Dinner to round out 2024

Dear Feastlings,

Despite my long-honored tradition of not being at work at midnight on New Year’s Eve (it’s been 24 years running since a traumatic New Year’s Eve made my resolution never to be working at midnight on New Year’s Eve again, and this will make it my Silver Anniversary,) it appears most people have a fondness for marking the occasion.  My own suggestion: dine here at Feast, then go and be celebratory- or not- afterward.  I know a great many of you will have parties to attend, and another great many will plug your ears and hope to remain asleep through the experience of the Ball Drop.  Regardless which camp you fall into, we at Feast fully support your decision to pull the curtain on 2024 with good food and drink, and we hope you’ll do so here.  We’ll offer a Prix Fixe limited menu, as well as some selections from our regular menu, so you can pull out all the stops, or just pull out one or two.  The choice is yours, but be advised: we do fill up on such occasions, so it’s best to make your reservation now.

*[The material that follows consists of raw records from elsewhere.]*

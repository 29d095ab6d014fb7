//! SQLite-backed persistent store for shiori
//!
//! Implements the core's [`StoreClient`] trait over an embedded SQLite
//! database. Unique-constraint collisions are reported as
//! [`StoreError::Conflict`] so callers can branch on them directly.

use chrono::{NaiveDateTime, Utc};
use rusqlite::{params, Connection};
use shiori_core::{Manga, MangaFilter, Role, StoreClient, StoreError, User};
use std::path::Path;
use tracing::{debug, info};
use uuid::Uuid;

/// A connection to the shiori database
pub struct SqliteStore {
    conn: Connection,
}

type StoreResult<T> = std::result::Result<T, StoreError>;

fn map_sql_err(e: rusqlite::Error) -> StoreError {
    if let rusqlite::Error::SqliteFailure(ref failure, ref message) = e {
        if failure.code == rusqlite::ErrorCode::ConstraintViolation {
            return StoreError::Conflict(
                message.clone().unwrap_or_else(|| "constraint violation".into()),
            );
        }
    }
    StoreError::Failure(e.to_string())
}

fn parse_uuid(value: Option<String>) -> StoreResult<Option<Uuid>> {
    match value {
        None => Ok(None),
        Some(s) => Uuid::parse_str(&s)
            .map(Some)
            .map_err(|e| StoreError::Failure(format!("stored uuid invalid: {e}"))),
    }
}

impl SqliteStore {
    /// Open (creating if necessary) the database at the given path
    pub fn open(path: &Path) -> StoreResult<Self> {
        let conn = Connection::open(path).map_err(map_sql_err)?;
        conn.pragma_update(None, "foreign_keys", true)
            .map_err(map_sql_err)?;
        Ok(Self { conn })
    }

    /// Open a private in-memory database, used by tests
    pub fn open_in_memory() -> StoreResult<Self> {
        let conn = Connection::open_in_memory().map_err(map_sql_err)?;
        conn.pragma_update(None, "foreign_keys", true)
            .map_err(map_sql_err)?;
        Ok(Self { conn })
    }

    /// Create the schema: titles, readers and read-progress rows
    pub fn setup(&mut self) -> StoreResult<()> {
        self.conn
            .execute_batch(
                "CREATE TABLE IF NOT EXISTS mangas (
                    uuid TEXT NOT NULL UNIQUE PRIMARY KEY,
                    created TEXT NOT NULL,
                    updated TEXT NOT NULL,
                    name TEXT NOT NULL UNIQUE,
                    latest_chapter REAL
                );
                CREATE TABLE IF NOT EXISTS users (
                    uuid TEXT NOT NULL UNIQUE PRIMARY KEY,
                    created TEXT NOT NULL,
                    updated TEXT NOT NULL,
                    firstname TEXT NOT NULL,
                    lastname TEXT NOT NULL,
                    role INTEGER NOT NULL,
                    CONSTRAINT users_name_uq UNIQUE (lastname, firstname)
                );
                CREATE TABLE IF NOT EXISTS mangas_read (
                    user_uuid TEXT NOT NULL,
                    manga_uuid TEXT NOT NULL,
                    created TEXT NOT NULL,
                    updated TEXT NOT NULL,
                    chapter REAL,
                    CONSTRAINT mangas_read_pk PRIMARY KEY (user_uuid, manga_uuid),
                    CONSTRAINT mangas_read_user_fk FOREIGN KEY (user_uuid)
                        REFERENCES users (uuid) ON DELETE CASCADE,
                    CONSTRAINT mangas_read_manga_fk FOREIGN KEY (manga_uuid)
                        REFERENCES mangas (uuid) ON DELETE CASCADE
                );",
            )
            .map_err(map_sql_err)?;
        info!("database schema ready");
        Ok(())
    }

    fn row_to_manga(row: &rusqlite::Row<'_>) -> rusqlite::Result<(Option<String>, Manga)> {
        let uuid: Option<String> = row.get(0)?;
        let created: Option<NaiveDateTime> = row.get(1)?;
        let updated: Option<NaiveDateTime> = row.get(2)?;
        let name: String = row.get(3)?;
        let latest_chapter: Option<f64> = row.get(4)?;
        let mut manga = Manga::new(name);
        manga.created = created;
        manga.updated = updated;
        manga.latest_chapter = latest_chapter.unwrap_or(0.0);
        Ok((uuid, manga))
    }

    fn collect_mangas(
        &self,
        sql: &str,
        args: &[&dyn rusqlite::ToSql],
    ) -> StoreResult<Vec<Manga>> {
        let mut stmt = self.conn.prepare(sql).map_err(map_sql_err)?;
        let rows = stmt
            .query_map(args, Self::row_to_manga)
            .map_err(map_sql_err)?;
        let mut mangas = Vec::new();
        for row in rows {
            let (uuid, mut manga) = row.map_err(map_sql_err)?;
            manga.uuid = parse_uuid(uuid)?;
            mangas.push(manga);
        }
        Ok(mangas)
    }
}

const MANGA_COLS: &str = "uuid, created, updated, name, latest_chapter";

impl StoreClient for SqliteStore {
    fn manga_get(&mut self, filter: &MangaFilter) -> StoreResult<Vec<Manga>> {
        match (filter.uuid, &filter.name) {
            (Some(uuid), _) => self.collect_mangas(
                &format!("SELECT {MANGA_COLS} FROM mangas WHERE uuid = ?1"),
                &[&uuid.to_string()],
            ),
            (None, Some(name)) => self.collect_mangas(
                &format!("SELECT {MANGA_COLS} FROM mangas WHERE name = ?1 COLLATE NOCASE"),
                &[name],
            ),
            (None, None) => {
                self.collect_mangas(&format!("SELECT {MANGA_COLS} FROM mangas"), &[])
            }
        }
    }

    fn manga_create(&mut self, manga: &mut Manga) -> StoreResult<usize> {
        if manga.name.is_empty() {
            return Err(StoreError::Failure("manga has no name".into()));
        }
        let now = Utc::now().naive_utc();
        manga.created.get_or_insert(now);
        if manga.updated.is_none() {
            manga.updated = manga.created;
        }
        manga.uuid.get_or_insert_with(Uuid::new_v4);
        debug!(name = %manga.name, "inserting manga row");
        self.conn
            .execute(
                "INSERT INTO mangas (uuid, created, updated, name, latest_chapter)
                 VALUES (?1, ?2, ?3, ?4, ?5)",
                params![
                    manga.uuid.map(|u| u.to_string()),
                    manga.created,
                    manga.updated,
                    manga.name,
                    manga.latest_chapter,
                ],
            )
            .map_err(map_sql_err)
    }

    fn user_create(&mut self, user: &mut User) -> StoreResult<usize> {
        let now = Utc::now().naive_utc();
        user.created.get_or_insert(now);
        if user.updated.is_none() {
            user.updated = user.created;
        }
        user.uuid.get_or_insert_with(Uuid::new_v4);
        self.conn
            .execute(
                "INSERT INTO users (uuid, created, updated, firstname, lastname, role)
                 VALUES (?1, ?2, ?3, ?4, ?5, ?6)",
                params![
                    user.uuid.map(|u| u.to_string()),
                    user.created,
                    user.updated,
                    user.firstname,
                    user.lastname,
                    user.role.as_i64(),
                ],
            )
            .map_err(map_sql_err)
    }

    fn user_get(&mut self, example: &User) -> StoreResult<Vec<User>> {
        // uuid is unique, other fields are unnecessary when it is present
        let (sql, args): (String, Vec<Box<dyn rusqlite::ToSql>>) = if let Some(uuid) = example.uuid
        {
            (
                "SELECT uuid, created, updated, firstname, lastname, role FROM users
                 WHERE uuid = ?1"
                    .into(),
                vec![Box::new(uuid.to_string())],
            )
        } else if !example.firstname.is_empty() || !example.lastname.is_empty() {
            (
                "SELECT uuid, created, updated, firstname, lastname, role FROM users
                 WHERE firstname = ?1 AND lastname = ?2"
                    .into(),
                vec![
                    Box::new(example.firstname.clone()),
                    Box::new(example.lastname.clone()),
                ],
            )
        } else {
            (
                "SELECT uuid, created, updated, firstname, lastname, role FROM users".into(),
                Vec::new(),
            )
        };

        let mut stmt = self.conn.prepare(&sql).map_err(map_sql_err)?;
        let arg_refs: Vec<&dyn rusqlite::ToSql> = args.iter().map(|a| a.as_ref()).collect();
        let rows = stmt
            .query_map(arg_refs.as_slice(), |row| {
                let uuid: Option<String> = row.get(0)?;
                let created: Option<NaiveDateTime> = row.get(1)?;
                let updated: Option<NaiveDateTime> = row.get(2)?;
                let firstname: String = row.get(3)?;
                let lastname: String = row.get(4)?;
                let role: i64 = row.get(5)?;
                Ok((uuid, created, updated, firstname, lastname, role))
            })
            .map_err(map_sql_err)?;

        let mut users = Vec::new();
        for row in rows {
            let (uuid, created, updated, firstname, lastname, role) = row.map_err(map_sql_err)?;
            let mut user = User::new(firstname, lastname);
            user.uuid = parse_uuid(uuid)?;
            user.created = created;
            user.updated = updated;
            user.role = Role::from_i64(role);
            users.push(user);
        }
        Ok(users)
    }

    fn read_get(&mut self, user: &User) -> StoreResult<Vec<Manga>> {
        let Some(user_uuid) = user.uuid else {
            return Err(StoreError::Failure("user has no uuid".into()));
        };
        let mut stmt = self
            .conn
            .prepare(
                "SELECT m.uuid, mr.created, mr.updated, m.name, m.latest_chapter, mr.chapter
                 FROM mangas_read mr JOIN mangas m ON mr.manga_uuid = m.uuid
                 WHERE mr.user_uuid = ?1",
            )
            .map_err(map_sql_err)?;
        let rows = stmt
            .query_map(params![user_uuid.to_string()], |row| {
                let (uuid, mut manga) = Self::row_to_manga(row)?;
                let chapter: Option<f64> = row.get(5)?;
                manga.chapter = chapter;
                Ok((uuid, manga))
            })
            .map_err(map_sql_err)?;
        let mut mangas = Vec::new();
        for row in rows {
            let (uuid, mut manga) = row.map_err(map_sql_err)?;
            manga.uuid = parse_uuid(uuid)?;
            mangas.push(manga);
        }
        Ok(mangas)
    }

    fn read_create(&mut self, user: &User, manga: &Manga) -> StoreResult<usize> {
        let (Some(user_uuid), Some(manga_uuid)) = (user.uuid, manga.uuid) else {
            return Err(StoreError::Failure("user and manga need uuids".into()));
        };
        let now = Utc::now().naive_utc();
        self.conn
            .execute(
                "INSERT INTO mangas_read (user_uuid, manga_uuid, created, updated, chapter)
                 VALUES (?1, ?2, ?3, ?4, ?5)",
                params![
                    user_uuid.to_string(),
                    manga_uuid.to_string(),
                    manga.created.unwrap_or(now),
                    manga.updated.unwrap_or(now),
                    manga.chapter.unwrap_or(0.0),
                ],
            )
            .map_err(map_sql_err)
    }

    fn read_update(&mut self, user: &User, manga: &Manga) -> StoreResult<usize> {
        let (Some(user_uuid), Some(manga_uuid)) = (user.uuid, manga.uuid) else {
            return Err(StoreError::Failure("user and manga need uuids".into()));
        };
        let Some(chapter) = manga.chapter else {
            return Err(StoreError::Failure("manga has no chapter".into()));
        };
        self.conn
            .execute(
                "UPDATE mangas_read SET updated = ?1, chapter = ?2
                 WHERE user_uuid = ?3 AND manga_uuid = ?4",
                params![
                    Utc::now().naive_utc(),
                    chapter,
                    user_uuid.to_string(),
                    manga_uuid.to_string(),
                ],
            )
            .map_err(map_sql_err)
    }

    fn commit(&mut self) -> StoreResult<()> {
        // autocommit connection: writes are already durable, this is the
        // place where an explicit-transaction client would commit
        if !self.conn.is_autocommit() {
            self.conn
                .execute_batch("COMMIT")
                .map_err(map_sql_err)?;
        }
        Ok(())
    }
}
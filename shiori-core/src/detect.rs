//! Update detection: reader progress vs. the availability index

use crate::types::{ChapterIndex, Manga, User};
use std::collections::HashMap;

/// Return the subset of a reader's titles that have unseen chapters
///
/// A title produces an update when its lower-cased name is in the index,
/// both its recorded chapter and the index chapter are present, and the
/// recorded chapter is strictly behind. Results follow the order of the
/// reader's list and carry the reader's uuid so they can be matched back.
pub fn detect_updates(mangas: &[Manga], index: &ChapterIndex) -> Vec<Manga> {
    let mut updates = Vec::new();
    for manga in mangas {
        if manga.name.is_empty() {
            continue;
        }
        let Some(entry) = index.get(&manga.key()) else {
            continue;
        };
        let Some(read) = manga.chapter else {
            continue;
        };
        if read < entry.chapter {
            updates.push(entry.to_manga(manga.uuid));
        }
    }
    updates
}

/// Run [`detect_updates`] for many readers against one shared index
///
/// Keyed by [`User::identity`], so one index build serves every reader.
pub fn detect_updates_batch(
    readers: &[(User, Vec<Manga>)],
    index: &ChapterIndex,
) -> HashMap<String, Vec<Manga>> {
    readers
        .iter()
        .map(|(user, mangas)| (user.identity(), detect_updates(mangas, index)))
        .collect()
}
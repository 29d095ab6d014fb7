//! Check command implementation

use crate::config::Settings;
use anyhow::{bail, Result};
use shiori_core::{build_index, detect_updates, Library, Manga};
use std::path::Path;

/// Check every configured source for unseen chapters
pub async fn check(settings: &Settings, manga_file: Option<&Path>, jobs: Option<usize>) -> Result<()> {
    let (_, library) = super::load_library(settings, manga_file)?;
    let updates = detect(settings, &library, jobs).await?;
    if updates.is_empty() {
        println!("No updates");
    } else {
        println!("{}", super::format_mangas(&updates));
    }
    Ok(())
}

/// Build the availability index and compare the library against it
pub(crate) async fn detect(
    settings: &Settings,
    library: &Library,
    jobs: Option<usize>,
) -> Result<Vec<Manga>> {
    let sources = super::build_sources(settings);
    let mode = super::build_mode(settings, jobs);
    let Some(index) = build_index(&sources, mode).await else {
        bail!("No sources configured, nothing to check");
    };
    Ok(detect_updates(&library.mangas, &index))
}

We’ll begin service early for those of you who want to sleep through the banging of pots and pans and the odd bottle rocket, at 4:00 pm.  And we’ll only seat until 9:00 so as not to be responsible for anyone’s tipsy trip down Speedway at midnight.  You can make to your parties or your pillow by midnight, whatever your druthers.  We’ll shut down for two hours between lunch and dinner, so you can join us until 2:00 for lunch.  Then we’ll close up shop for a bit to retool the kitchen for our special menu. From four to nine, though, the kitchen will be open and we’ll be serving this menu:

 

New year’s eve menu at feast

 

First course- choice of:

 

Pine nut-crusted scallop with mussels, vanilla powder and potato gnocchi. *

2019 Buil & Giné “Joan Giné” Grenache Blanc, Viognier, Macabeo, Xarel-lo, Priorat DOQ

 

Garbanzos in cream with celery and dill seeds, crispy smoked mushrooms and celery leaves. 

2019 Villota Rioja (Tempranillo,) Rioja Alavesa DOC

 

Pork belly and cured pork loin, served with tarragon and frisée with cranberry buttered Rum.

2019 Bondar “Junto” Grenache, Shiraz, Mataro,
McLaren Vale

Second course- choice of:

 

Roasted corn and truffle tart with tahini-quince sauce, sautéed Brussels sprout leaves and crispy shallots.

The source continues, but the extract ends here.